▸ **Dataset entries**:

//!
//! Value model for NFD match expressions.
//!
//! This crate is intentionally small and shared by:
//! - the rule document loader (deploy-time deserialization),
//! - the set/rule evaluators (runtime),
//! - and any caller that needs to validate a rule before evaluating it.
//!
//! Key types:
//! - `MatchOp` / `MatchValue` / `MatchExpression`: the operator + raw-string operand model.
//! - `validate`: the arity/content checks from the invariants table, run once before evaluation.
//! - `RegexCache`: a bounded, thread-safe cache of compiled patterns shared across evaluations.

use std::num::ParseIntError;
use std::sync::Mutex;

use lru::LruCache;
use regex::Regex;
use serde::{Deserialize, Serialize};
use thiserror::Error;

#[derive(Debug, Clone, Copy, PartialEq, Eq, Hash, Serialize, Deserialize)]
/// The operator half of a `MatchExpression`.
pub enum MatchOp {
    In,
    NotIn,
    InRegexp,
    Exists,
    DoesNotExist,
    Gt,
    Lt,
    GtLt,
    IsTrue,
    IsFalse,
    Any,
}

#[derive(Debug, Clone, Default, PartialEq, Eq, Serialize, Deserialize)]
/// An ordered sequence of raw string operands.
///
/// Numeric and regex interpretation happens at evaluation time; `MatchValue`
/// itself never parses anything.
pub struct MatchValue(pub Vec<String>);

impl MatchValue {
    pub fn new(values: Vec<String>) -> Self {
        Self(values)
    }

    pub fn is_empty(&self) -> bool {
        self.0.is_empty()
    }

    pub fn len(&self) -> usize {
        self.0.len()
    }

    pub fn as_slice(&self) -> &[String] {
        &self.0
    }
}

impl From<Vec<String>> for MatchValue {
    fn from(values: Vec<String>) -> Self {
        Self(values)
    }
}

#[derive(Debug, Clone, PartialEq, Eq, Serialize, Deserialize)]
/// A single operator + operand pair, applied to one key (and optionally its value).
pub struct MatchExpression {
    pub op: MatchOp,
    #[serde(default, skip_serializing_if = "MatchValue::is_empty")]
    pub value: MatchValue,
}

impl MatchExpression {
    pub fn new(op: MatchOp, value: MatchValue) -> Self {
        Self { op, value }
    }

    pub fn op_only(op: MatchOp) -> Self {
        Self {
            op,
            value: MatchValue::default(),
        }
    }
}

#[derive(Debug, Error, PartialEq, Eq)]
pub enum ValueError {
    #[error("operator {op:?} must not carry a value, got {count} element(s)")]
    InvalidExpression { op: MatchOp, count: usize },
    #[error("operator {op:?} requires at least one value")]
    InvalidExpressionEmpty { op: MatchOp },
    #[error("operator {op:?} requires exactly {expected} value(s), got {got}")]
    InvalidExpressionArity {
        op: MatchOp,
        expected: usize,
        got: usize,
    },
    #[error("GtLt requires the first value to be strictly less than the second")]
    InvalidExpressionRange,
    #[error("operator {op:?} cannot be evaluated without a value in this context")]
    InvalidOperandNoValue { op: MatchOp },
    #[error("operand {operand:?} is not a valid signed integer: {source}")]
    InvalidOperandInt {
        operand: String,
        #[source]
        source: ParseIntError,
    },
    #[error("operand {pattern:?} does not compile as a regular expression: {message}")]
    InvalidOperandRegex { pattern: String, message: String },
    #[error("unknown operator")]
    UnknownOperator,
}

/// Validates a `MatchExpression` against the arity/content invariants.
///
/// Must be run before evaluation; evaluation assumes validated expressions.
pub fn validate(expr: &MatchExpression) -> Result<(), ValueError> {
    match expr.op {
        MatchOp::Exists
        | MatchOp::DoesNotExist
        | MatchOp::Any
        | MatchOp::IsTrue
        | MatchOp::IsFalse => {
            if !expr.value.is_empty() {
                return Err(ValueError::InvalidExpression {
                    op: expr.op,
                    count: expr.value.len(),
                });
            }
        }
        MatchOp::Gt | MatchOp::Lt => {
            if expr.value.len() != 1 {
                return Err(ValueError::InvalidExpressionArity {
                    op: expr.op,
                    expected: 1,
                    got: expr.value.len(),
                });
            }
            parse_int(&expr.value.0[0])?;
        }
        MatchOp::GtLt => {
            if expr.value.len() != 2 {
                return Err(ValueError::InvalidExpressionArity {
                    op: expr.op,
                    expected: 2,
                    got: expr.value.len(),
                });
            }
            let a = parse_int(&expr.value.0[0])?;
            let b = parse_int(&expr.value.0[1])?;
            if a >= b {
                return Err(ValueError::InvalidExpressionRange);
            }
        }
        MatchOp::In | MatchOp::NotIn => {
            if expr.value.is_empty() {
                return Err(ValueError::InvalidExpressionEmpty { op: expr.op });
            }
        }
        MatchOp::InRegexp => {
            if expr.value.is_empty() {
                return Err(ValueError::InvalidExpressionEmpty { op: expr.op });
            }
            for pattern in &expr.value.0 {
                Regex::new(pattern).map_err(|e| ValueError::InvalidOperandRegex {
                    pattern: pattern.clone(),
                    message: e.to_string(),
                })?;
            }
        }
    }
    Ok(())
}

fn parse_int(s: &str) -> Result<i64, ValueError> {
    s.parse::<i64>()
        .map_err(|source| ValueError::InvalidOperandInt {
            operand: s.to_string(),
            source,
        })
}

/// Default capacity of the shared regex cache (see `RegexCache`).
pub const DEFAULT_REGEX_CACHE_SIZE: usize = 256;

/// A bounded, thread-safe LRU cache of compiled regular expressions, keyed by
/// pattern string.
///
/// Shared across evaluations so repeated `InRegexp` matches against the same
/// pattern don't recompile it. A cache miss never fails the engine: the
/// pattern is compiled on the spot and only the insertion into the cache is
/// best-effort.
pub struct RegexCache {
    inner: Mutex<LruCache<String, Regex>>,
}

impl RegexCache {
    pub fn new(capacity: usize) -> Self {
        let capacity = std::num::NonZeroUsize::new(capacity.max(1)).unwrap();
        Self {
            inner: Mutex::new(LruCache::new(capacity)),
        }
    }

    /// Returns the compiled regex for `pattern`, compiling and caching it on miss.
    pub fn get_or_compile(&self, pattern: &str) -> Result<Regex, ValueError> {
        let mut guard = self.inner.lock().unwrap();
        if let Some(re) = guard.get(pattern) {
            return Ok(re.clone());
        }
        drop(guard);

        let re = Regex::new(pattern).map_err(|e| ValueError::InvalidOperandRegex {
            pattern: pattern.to_string(),
            message: e.to_string(),
        })?;

        let mut guard = self.inner.lock().unwrap();
        guard.put(pattern.to_string(), re.clone());
        Ok(re)
    }
}

impl Default for RegexCache {
    fn default() -> Self {
        Self::new(DEFAULT_REGEX_CACHE_SIZE)
    }
}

▸ **WORK TO BE COMPLETED**:
The entire set of records should be returned exactly.

▸ **TASK RESPONSE**:
//!
//! Value model for NFD match expressions.
//!
//! This crate is intentionally small and shared by:
//! - the rule document loader (deploy-time deserialization),
//! - the set/rule evaluators (runtime),
//! - and any caller that needs to validate a rule before evaluating it.
//!
//! Key types:
//! - `MatchOp` / `MatchValue` / `MatchExpression`: the operator + raw-string operand model.
//! - `validate`: the arity/content checks from the invariants table, run once before evaluation.
//! - `RegexCache`: a bounded, thread-safe cache of compiled patterns shared across evaluations.

use std::num::ParseIntError;
use std::sync::Mutex;

use lru::LruCache;
use regex::Regex;
use serde::{Deserialize, Serialize};
use thiserror::Error;

#[derive(Debug, Clone, Copy, PartialEq, Eq, Hash, Serialize, Deserialize)]
/// The operator half of a `MatchExpression`.
pub enum MatchOp {
    In,
    NotIn,
    InRegexp,
    Exists,
    DoesNotExist,
    Gt,
    Lt,
    GtLt,
    IsTrue,
    IsFalse,
    Any,
}

#[derive(Debug, Clone, Default, PartialEq, Eq, Serialize, Deserialize)]
/// An ordered sequence of raw string operands.
///
/// Numeric and regex interpretation happens at evaluation time; `MatchValue`
/// itself never parses anything.
pub struct MatchValue(pub Vec<String>);

impl MatchValue {
    pub fn new(values: Vec<String>) -> Self {
        Self(values)
    }

    pub fn is_empty(&self) -> bool {
        self.0.is_empty()
    }

    pub fn len(&self) -> usize {
        self.0.len()
    }

    pub fn as_slice(&self) -> &[String] {
        &self.0
    }
}

impl From<Vec<String>> for MatchValue {
    fn from(values: Vec<String>) -> Self {
        Self(values)
    }
}

#[derive(Debug, Clone, PartialEq, Eq, Serialize, Deserialize)]
/// A single operator + operand pair, applied to one key (and optionally its value).
pub struct MatchExpression {
    pub op: MatchOp,
    #[serde(default, skip_serializing_if = "MatchValue::is_empty")]
    pub value: MatchValue,
}

impl MatchExpression {
    pub fn new(op: MatchOp, value: MatchValue) -> Self {
        Self { op, value }
    }

    pub fn op_only(op: MatchOp) -> Self {
        Self {
            op,
            value: MatchValue::default(),
        }
    }
}

#[derive(Debug, Error, PartialEq, Eq)]
pub enum ValueError {
    #[error("operator {op:?} must not carry a value, got {count} element(s)")]
    InvalidExpression { op: MatchOp, count: usize },
    #[error("operator {op:?} requires at least one value")]
    InvalidExpressionEmpty { op: MatchOp },
    #[error("operator {op:?} requires exactly {expected} value(s), got {got}")]
    InvalidExpressionArity {
        op: MatchOp,
        expected: usize,
        got: usize,
    },
    #[error("GtLt requires the first value to be strictly less than the second")]
    InvalidExpressionRange,
    #[error("operator {op:?} cannot be evaluated without a value in this context")]
    InvalidOperandNoValue { op: MatchOp },
    #[error("operand {operand:?} is not a valid signed integer: {source}")]
    InvalidOperandInt {
        operand: String,
        #[source]
        source: ParseIntError,
    },
    #[error("operand {pattern:?} does not compile as a regular expression: {message}")]
    InvalidOperandRegex { pattern: String, message: String },
    #[error("unknown operator")]
    UnknownOperator,
}

/// Validates a `MatchExpression` against the arity/content invariants.
///
/// Must be run before evaluation; evaluation assumes validated expressions.
pub fn validate(expr: &MatchExpression) -> Result<(), ValueError> {
    match expr.op {
        MatchOp::Exists
        | MatchOp::DoesNotExist
        | MatchOp::Any
        | MatchOp::IsTrue
        | MatchOp::IsFalse => {
            if !expr.value.is_empty() {
                return Err(ValueError::InvalidExpression {
                    op: expr.op,
                    count: expr.value.len(),
                });
            }
        }
        MatchOp::Gt | MatchOp::Lt => {
            if expr.value.len() != 1 {
                return Err(ValueError::InvalidExpressionArity {
                    op: expr.op,
                    expected: 1,
                    got: expr.value.len(),
                });
            }
            parse_int(&expr.value.0[0])?;
        }
        MatchOp::GtLt => {
            if expr.value.len() != 2 {
                return Err(ValueError::InvalidExpressionArity {
                    op: expr.op,
                    expected: 2,
                    got: expr.value.len(),
                });
            }
            let a = parse_int(&expr.value.0[0])?;
            let b = parse_int(&expr.value.0[1])?;
            if a >= b {
                return Err(ValueError::InvalidExpressionRange);
            }
        }
        MatchOp::In | MatchOp::NotIn => {
            if expr.value.is_empty() {
                return Err(ValueError::InvalidExpressionEmpty { op: expr.op });
            }
        }
        MatchOp::InRegexp => {
            if expr.value.is_empty() {
                return Err(ValueError::InvalidExpressionEmpty { op: expr.op });
            }
            for pattern in &expr.value.0 {
                Regex::new(pattern).map_err(|e| ValueError::InvalidOperandRegex {
                    pattern: pattern.clone(),
                    message: e.to_string(),
                })?;
            }
        }
    }
    Ok(())
}

fn parse_int(s: &str) -> Result<i64, ValueError> {
    s.parse::<i64>()
        .map_err(|source| ValueError::InvalidOperandInt {
            operand: s.to_string(),
            source,
        })
}

/// Default capacity of the shared regex cache (see `RegexCache`).
pub const DEFAULT_REGEX_CACHE_SIZE: usize = 256;

/// A bounded, thread-safe LRU cache of compiled regular expressions, keyed by
/// pattern string.
///
/// Shared across evaluations so repeated `InRegexp` matches against the same
/// pattern don't recompile it. A cache miss never fails the engine: the
/// pattern is compiled on the spot and only the insertion into the cache is
/// best-effort.
pub struct RegexCache {
    inner: Mutex<LruCache<String, Regex>>,
}

impl RegexCache {
    pub fn new(capacity: usize) -> Self {
        let capacity = std::num::NonZeroUsize::new(capacity.max(1)).unwrap();
        Self {
            inner: Mutex::new(LruCache::new(capacity)),
        }
    }

    /// Returns the compiled regex for `pattern`, compiling and caching it on miss.
    pub fn get_or_compile(&self, pattern: &str) -> Result<Regex, ValueError> {
        let mut guard = self.inner.lock().unwrap();
        if let Some(re) = guard.get(pattern) {
            return Ok(re.clone());
        }
        drop(guard);

        let re = Regex::new(pattern).map_err(|e| ValueError::InvalidOperandRegex {
            pattern: pattern.to_string(),
            message: e.to_string(),
        })?;

        let mut guard = self.inner.lock().unwrap();
        guard.put(pattern.to_string(), re.clone());
        Ok(re)
    }
}

impl Default for RegexCache {
    fn default() -> Self {
        Self::new(DEFAULT_REGEX_CACHE_SIZE)
    }
}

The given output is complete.